How to Answer Select All That Apply (SATA) NCLEX® Questions

Students think SATA is all-or-nothing. Since 2023, NCLEX® Select All That Apply questions get partial credit. Here's how +/- scoring works and how to answer.

June 21, 202610 min readBy Harrison HesslinkReviewed for accuracy

TL;DR: Select All That Apply (SATA) questions are "multiple response" items on the NCLEX®, and since April 1, 2023 they earn partial credit, not all-or-nothing. NCSBN scores them with the +/- method: you gain a point for every correct option you pick and lose one for every wrong option, with the item floored at zero (NCSBN, 2023). The winning strategy: treat every option as its own true-or-false question.

If one question type keeps nursing students up at night, it is Select All That Apply. You read five or six options, any number of them can be right, and it feels like a coin flip you are guaranteed to lose.

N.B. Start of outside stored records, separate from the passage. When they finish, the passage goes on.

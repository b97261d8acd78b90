//! Distribution registry configuration
//!
//! Serialized to the `config.yml` the registry image reads at startup. Only
//! the parts needed to run as a pull-through cache are modelled.

use prewarm_core::{Credentials, Result};
use serde::Serialize;
use std::collections::BTreeMap;

/// Storage location inside the registry container
pub const CONTAINER_STORAGE_DIR: &str = "/var/lib/registry";

/// Config file location inside the registry container
pub const CONTAINER_CONFIG_PATH: &str = "/etc/docker/registry/config.yml";

#[derive(Debug, Clone, PartialEq, Serialize)]
pub struct DistributionConfig {
    pub version: String,
    pub log: LogSection,
    pub storage: StorageSection,
    pub http: HttpSection,
    pub proxy: ProxySection,
}

#[derive(Debug, Clone, PartialEq, Serialize)]
pub struct LogSection {
    pub fields: BTreeMap<String, String>,
}

#[derive(Debug, Clone, PartialEq, Serialize)]
pub struct StorageSection {
    pub cache: BTreeMap<String, String>,
    pub filesystem: FilesystemStorage,
}

#[derive(Debug, Clone, PartialEq, Serialize)]
pub struct FilesystemStorage {
    pub rootdirectory: String,
}

#[derive(Debug, Clone, PartialEq, Serialize)]
pub struct HttpSection {
    pub addr: String,
    pub headers: BTreeMap<String, Vec<String>>,
}

#[derive(Debug, Clone, PartialEq, Serialize)]
pub struct ProxySection {
    pub remoteurl: String,
    #[serde(skip_serializing_if = "Option::is_none")]
    pub username: Option<String>,
    #[serde(skip_serializing_if = "Option::is_none")]
    pub password: Option<String>,
}

impl DistributionConfig {
    /// Pull-through cache of `remote` listening on `port`
    pub fn proxy_for(remote: &str, port: u16, credentials: Option<&Credentials>) -> Self {
        let remoteurl = if remote.contains("://") {
            remote.trim_end_matches('/').to_string()
        } else {
            format!("https://{}", remote.trim_end_matches('/'))
        };

        Self {
            version: "0.1".to_string(),
            log: LogSection {
                fields: BTreeMap::from([("service".to_string(), "registry".to_string())]),
            },
            storage: StorageSection {
                cache: BTreeMap::from([("blobdescriptor".to_string(), "inmemory".to_string())]),
                filesystem: FilesystemStorage {
                    rootdirectory: CONTAINER_STORAGE_DIR.to_string(),
                },
            },
            http: HttpSection {
                addr: format!(":{}", port),
                headers: BTreeMap::from([(
                    "X-Content-Type-Options".to_string(),
                    vec!["nosniff".to_string()],
                )]),
            },
            proxy: ProxySection {
                remoteurl,
                username: credentials.map(|c| c.username.clone()),
                password: credentials.map(|c| c.password.clone()),
            },
        }
    }

    pub fn to_yaml(&self) -> Result<String> {
        Ok(serde_yaml_ng::to_string(self)?)
    }
}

Here is the part almost nobody updated their notes for. The old rule that you had to get every single option right or score zero is gone. It went away on April 1, 2023, when the Next Generation NCLEX launched (NCSBN, 2023). SATA now gives you partial credit. That single fact changes how you should answer.

And the pressure is lower than the rumors suggest. First-time US-educated candidates passed the NCLEX-RN at 87.1% as of November 1, 2025 (Nurse.org, 2025). SATA is learnable. This guide breaks down what these questions actually are, how the new scoring works, and a repeatable method you can use on every one.

A nursing student reviewing NCLEX practice questions on a laptop with a stethoscope nearby


What does "Select All That Apply" mean on the NCLEX?

A Select All That Apply question is a multiple response item on the NCLEX®: it gives you a list of options, usually five or six, and asks you to choose every option that is correct (Kaplan, 2023). There is no fixed number of right answers. It could be two. It could be five. You have to decide each one on its own.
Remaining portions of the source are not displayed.